Why talk about wood foundations now? Times change. Folks want to stop using concrete and masonry. The ghosts of Roman engineers are appalled. Apparently, after getting rid of natural gas we also need to get rid of concrete and masonry to become carbon neutral. I am not going to get into that discussion beyond saying lots of important folks are asking me how to do wood foundations. We refer to these important folks as “clients.”

You want to do wood—I got your back. You want to not use natural gas—I got your back. I view my role as to keep clients out of trouble. And boy do I know trouble. The plan in this discussion is to go through some prior history and end with how I think you can do a wood basement, a wood crawlspace and a wood-slab-on-grade while staying out of trouble—based on what worked and what did not work, way back. It gets even better. We can add new materials and new experience to the old.

When I did my first wood basement, I went with concrete footings. Made things a lot easier. You have no idea how difficult it is to get a crushed stone drainage pad level. For real level. Not approximately level. Level. Level enough to build a building on top of. So why go with the wood at all, if I was using concrete footings? There was no carbon issue back then. I was building out in the boondocks. Real boondocks. Canadian boondocks. I had to mix concrete by hand. OK, I had a gas-powered mixer. You get the idea. No concrete truck to come and place the concrete, unless you wanted it to drive up from civilization, and you had to place the concrete in a real hurry because you did not have much time before the stuff would set up. Learned a lot about additives that slowed things down back in the day.

I knew enough about wood back then to not rely on “preservatives.” The plan was to keep the wood warm and dry. Fool it into thinking it was above grade—or, even better, inside. The obvious strategy was to insulate it on the outside and provide drainage. And when I say insulate it on the outside, I mean outside the walls and underneath. Separate the wood from the ground with insulation. And when I say drainage I mean real drainage outside and underneath. Lots and lots of crushed stone and—new at the time—draining insulation.
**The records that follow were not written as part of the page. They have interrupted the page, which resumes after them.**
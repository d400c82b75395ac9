//! Generator library
//!
//! A [`Gen`] produces lazy, logically infinite sequences of random values.
//! Every call to [`Gen::random`] starts a fresh, independent sequence; the
//! sequence itself is a plain iterator, so consumers take a bounded prefix
//! with `take(n)`. Besides random values a generator may expose a short list
//! of edge-case [`constants`](Gen::constants) (bounds, empty values) that
//! property checks try first.
//!
//! # Combinators
//!
//! - [`constant`]: every element is the same value
//! - [`choose`]: uniform integers in a half-open range
//! - [`from`]: uniform choice among fixed values
//! - [`create`]: call a function for each element, in pull order
//! - [`GenExt::map`], [`GenExt::filter`], [`GenExt::or_null`]
//! - [`default`], [`try_default`], [`for_class_name`]: generators chosen by type
//!
//! `filter` does not bound its retries. A predicate that almost never holds
//! makes the sequence stall rather than fail.

use std::iter;
use std::sync::Arc;

use parking_lot::Mutex;
use rand::seq::SliceRandom;

use crate::rng::{self, GenRng};

mod arbitrary;
mod collections;
mod combinators;
mod numeric;
mod registry;
mod strings;

pub use arbitrary::{default, Arbitrary};
pub use collections::{lists, sets, Lists, Sets, MAX_COLLECTION_LEN};
pub use combinators::{Filter, Map, OrNull, ABSENT_PROBABILITY};
pub use numeric::{
    bools, bytes, choose, doubles, floats, integers, ints, longs, shorts, Bools, Choose, Floats,
    Integers, Integral,
};
pub use registry::{for_class_name, try_default, TypeRegistry, Value};
pub use strings::{printable_string, strings, Strings, MAX_STRING_LEN};

/// A lazily evaluated stream of generated values
pub type Sequence<'a, T> = Box<dyn Iterator<Item = T> + 'a>;

/// A type-erased generator that can be shared across threads
pub type BoxedGen<T> = Box<dyn Gen<Value = T> + Send + Sync>;

/// Errors raised when a generator cannot be found for a type
#[derive(Debug, Clone, PartialEq, Eq, thiserror::Error)]
pub enum GenError {
    #[error("malformed type name `{0}`")]
    MalformedTypeName(String),

    #[error("no generator registered for type `{0}`")]
    UnknownType(String),
}

pub trait Gen {
    type Value;

    /// Edge-case values worth checking before random ones.
    fn constants(&self) -> Vec<Self::Value> {
        Vec::new()
    }

    /// Start a new sequence drawing from `rng`.
    fn random_with(&self, rng: GenRng) -> Sequence<'_, Self::Value>;

    /// Start a new sequence from fresh entropy.
    fn random(&self) -> Sequence<'_, Self::Value> {
        self.random_with(rng::from_entropy())
    }

    /// Start a new sequence that is reproducible from `seed`.
    fn random_seeded(&self, seed: u64) -> Sequence<'_, Self::Value> {
        self.random_with(rng::from_seed(seed))
    }
}

impl<G: Gen + ?Sized> Gen for Box<G> {
    type Value = G::Value;

    fn constants(&self) -> Vec<Self::Value> {
        (**self).constants()
    }

    fn random_with(&self, rng: GenRng) -> Sequence<'_, Self::Value> {
        (**self).random_with(rng)
    }
}

impl<G: Gen + ?Sized> Gen for Arc<G> {
    type Value = G::Value;

    fn constants(&self) -> Vec<Self::Value> {
        (**self).constants()
    }

    fn random_with(&self, rng: GenRng) -> Sequence<'_, Self::Value> {
        (**self).random_with(rng)
    }
}

impl<G: Gen + ?Sized> Gen for &G {
    type Value = G::Value;

    fn constants(&self) -> Vec<Self::Value> {
        (**self).constants()
    }

    fn random_with(&self, rng: GenRng) -> Sequence<'_, Self::Value> {
        (**self).random_with(rng)
    }
}

/// Combinators available on every generator
pub trait GenExt: Gen + Sized {
    /// Transform each element with `f`. One upstream element per output.
    fn map<U, F>(self, f: F) -> Map<Self, F>
    where
        F: Fn(Self::Value) -> U,
    {
        Map::new(self, f)
    }

    /// Keep only elements satisfying `predicate`. Retries are unbounded.
    fn filter<P>(self, predicate: P) -> Filter<Self, P>
    where
        P: Fn(&Self::Value) -> bool,
    {
        Filter::new(self, predicate)
    }

    /// Mix `None` into the sequence alongside present values.
    fn or_null(self) -> OrNull<Self> {
        OrNull::new(self)
    }

    fn boxed(self) -> BoxedGen<Self::Value>
    where
        Self: Send + Sync + 'static,
    {
        Box::new(self)
    }
}

impl<G: Gen> GenExt for G {}

/// Generator whose every element is `value`
#[derive(Debug, Clone)]
pub struct Constant<T> {
    value: T,
}

pub fn constant<T: Clone>(value: T) -> Constant<T> {
    Constant { value }
}

impl<T: Clone> Gen for Constant<T> {
    type Value = T;

    fn constants(&self) -> Vec<T> {
        vec![self.value.clone()]
    }

    fn random_with(&self, _rng: GenRng) -> Sequence<'_, T> {
        Box::new(iter::repeat(self.value.clone()))
    }
}

/// Generator picking uniformly among fixed values
#[derive(Debug, Clone)]
pub struct Elements<T> {
    values: Vec<T>,
}

/// Uniform choice among `values`. No values means an empty sequence.
pub fn from<T: Clone>(values: impl IntoIterator<Item = T>) -> Elements<T> {
    Elements {
        values: values.into_iter().collect(),
    }
}

impl<T: Clone> Gen for Elements<T> {
    type Value = T;

    fn random_with(&self, mut rng: GenRng) -> Sequence<'_, T> {
        Box::new(iter::from_fn(move || self.values.choose(&mut rng).cloned()))
    }
}

/// Generator calling a function for every element
///
/// The function may be stateful. Calls happen as elements are pulled, so a
/// counter captured by the function sees pulls in order, across sequences too.
pub struct Create<F> {
    f: Mutex<F>,
}

pub fn create<T, F>(f: F) -> Create<F>
where
    F: FnMut() -> T,
{
    Create { f: Mutex::new(f) }
}

impl<T, F> Gen for Create<F>
where
    F: FnMut() -> T,
{
    type Value = T;

    fn random_with(&self, _rng: GenRng) -> Sequence<'_, T> {
        Box::new(iter::from_fn(move || {
            let mut f = self.f.lock();
            Some((*f)())
        }))
    }
}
The first real draining insulation available for use below grade was rigid fiberglass boards intended to be installed against concrete foundation walls. The oriented and layered nature of the fiberglass board made the system behave much like a thatched roof. It was easier for liquid water to stick to a fiber and run down the fiber with surface tension and gravity running the show rather than have the water jump inward from fiber layer to fiber layer.

It was amazing. Only the outer 0.25 in. (6.4 mm) of fiberglass would get wet, providing the drainage, and the remaining fiberglass would stay dry. It would keep the foundation wall “warm and dry.” In Canada I couldn’t get rigid fiberglass stuff that was to be used below grade, so I used fiberglass insulation boards typically used in commercial flat roofs.

After a couple of years we got grooved rigid expanded polystyrene (EPS) and extruded polystyrene (XPS) insulation that provided below grade drainage.

Over time I used a combination of draining fiberglass and draining XPS on the exterior of the basement wall wood framing and sheathing—over a layer of sheet polyethylene acting as a water control layer.